Word for word, print every entry below.

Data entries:

__________

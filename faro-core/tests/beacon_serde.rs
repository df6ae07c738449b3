use faro_core::{Beacon, BeaconInfo};

// Wire fixtures follow the JSON shape served by public beacon endpoints:
// hex-encoded byte fields, `period` in seconds, `genesis_time` in unix
// seconds.

#[test]
fn beacon_decodes_from_wire_json() {
    let raw = r#"{
        "round": 367,
        "randomness": "3439d92d58e47d342131d446a3abe264396dd264717897af30525c98408c834f",
        "signature": "842b",
        "previous_signature": "1ce1"
    }"#;
    let b: Beacon = serde_json::from_str(raw).unwrap();
    assert_eq!(b.round, 367);
    assert_eq!(b.randomness.len(), 32);
    assert_eq!(b.signature, vec![0x84, 0x2b]);
    assert_eq!(b.previous_signature, Some(vec![0x1c, 0xe1]));
}

#[test]
fn beacon_previous_signature_is_optional() {
    let raw = r#"{"round": 1, "randomness": "00", "signature": "ff"}"#;
    let b: Beacon = serde_json::from_str(raw).unwrap();
    assert_eq!(b.previous_signature, None);

    let encoded = serde_json::to_string(&b).unwrap();
    assert!(!encoded.contains("previous_signature"));
}

#[test]
fn beacon_roundtrips_through_json() {
    let b = Beacon {
        round: 999,
        randomness: vec![0x11; 32],
        signature: vec![0x22; 48],
        previous_signature: Some(vec![0x33; 48]),
    };
    let back: Beacon = serde_json::from_str(&serde_json::to_string(&b).unwrap()).unwrap();
    assert_eq!(back, b);
}

#[test]
fn info_decodes_from_wire_json() {
    let raw = r#"{
        "public_key": "868f005eb8e6e4ca0a47c8a77ceaa5309a47978a7c71bc5cce96366b5d7a569937c529eeda66c7293784a9402801af31",
        "period": 30,
        "genesis_time": 1595431050,
        "hash": "8990e7a9aaed2ffed73dbd7092123d6f289930540d7651336225dc172e51b2ce",
        "schemeID": "pedersen-bls-chained"
    }"#;
    let info: BeaconInfo = serde_json::from_str(raw).unwrap();
    assert_eq!(info.period_seconds, 30);
    assert_eq!(info.genesis_time, 1_595_431_050);
    assert_eq!(info.public_key.len(), 48);
    assert_eq!(info.hash.len(), 32);
    assert_eq!(info.scheme_id.as_deref(), Some("pedersen-bls-chained"));
}

#[test]
fn rejects_non_hex_payload() {
    let raw = r#"{"round": 1, "randomness": "zz", "signature": "ff"}"#;
    assert!(serde_json::from_str::<Beacon>(raw).is_err());
}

__________

## Output of the task
filename faro-core/tests/beacon_serde.rs
repository df6ae07c738449b3
use faro_core::{Beacon, BeaconInfo};

// Wire fixtures follow the JSON shape served by public beacon endpoints:
// hex-encoded byte fields, `period` in seconds, `genesis_time` in unix
// seconds.

#[test]
fn beacon_decodes_from_wire_json() {
    let raw = r#"{
        "round": 367,
        "randomness": "3439d92d58e47d342131d446a3abe264396dd264717897af30525c98408c834f",
        "signature": "842b",
        "previous_signature": "1ce1"
    }"#;
    let b: Beacon = serde_json::from_str(raw).unwrap();
    assert_eq!(b.round, 367);
    assert_eq!(b.randomness.len(), 32);
    assert_eq!(b.signature, vec![0x84, 0x2b]);
    assert_eq!(b.previous_signature, Some(vec![0x1c, 0xe1]));
}

#[test]
fn beacon_previous_signature_is_optional() {
    let raw = r#"{"round": 1, "randomness": "00", "signature": "ff"}"#;
    let b: Beacon = serde_json::from_str(raw).unwrap();
    assert_eq!(b.previous_signature, None);

    let encoded = serde_json::to_string(&b).unwrap();
    assert!(!encoded.contains("previous_signature"));
}

#[test]
fn beacon_roundtrips_through_json() {
    let b = Beacon {
        round: 999,
        randomness: vec![0x11; 32],
        signature: vec![0x22; 48],
        previous_signature: Some(vec![0x33; 48]),
    };
    let back: Beacon = serde_json::from_str(&serde_json::to_string(&b).unwrap()).unwrap();
    assert_eq!(back, b);
}

#[test]
fn info_decodes_from_wire_json() {
    let raw = r#"{
        "public_key": "868f005eb8e6e4ca0a47c8a77ceaa5309a47978a7c71bc5cce96366b5d7a569937c529eeda66c7293784a9402801af31",
        "period": 30,
        "genesis_time": 1595431050,
        "hash": "8990e7a9aaed2ffed73dbd7092123d6f289930540d7651336225dc172e51b2ce",
        "schemeID": "pedersen-bls-chained"
    }"#;
    let info: BeaconInfo = serde_json::from_str(raw).unwrap();
    assert_eq!(info.period_seconds, 30);
    assert_eq!(info.genesis_time, 1_595_431_050);
    assert_eq!(info.public_key.len(), 48);
    assert_eq!(info.hash.len(), 32);
    assert_eq!(info.scheme_id.as_deref(), Some("pedersen-bls-chained"));
}

#[test]
fn rejects_non_hex_payload() {
    let raw = r#"{"round": 1, "randomness": "zz", "signature": "ff"}"#;
    assert!(serde_json::from_str::<Beacon>(raw).is_err());
}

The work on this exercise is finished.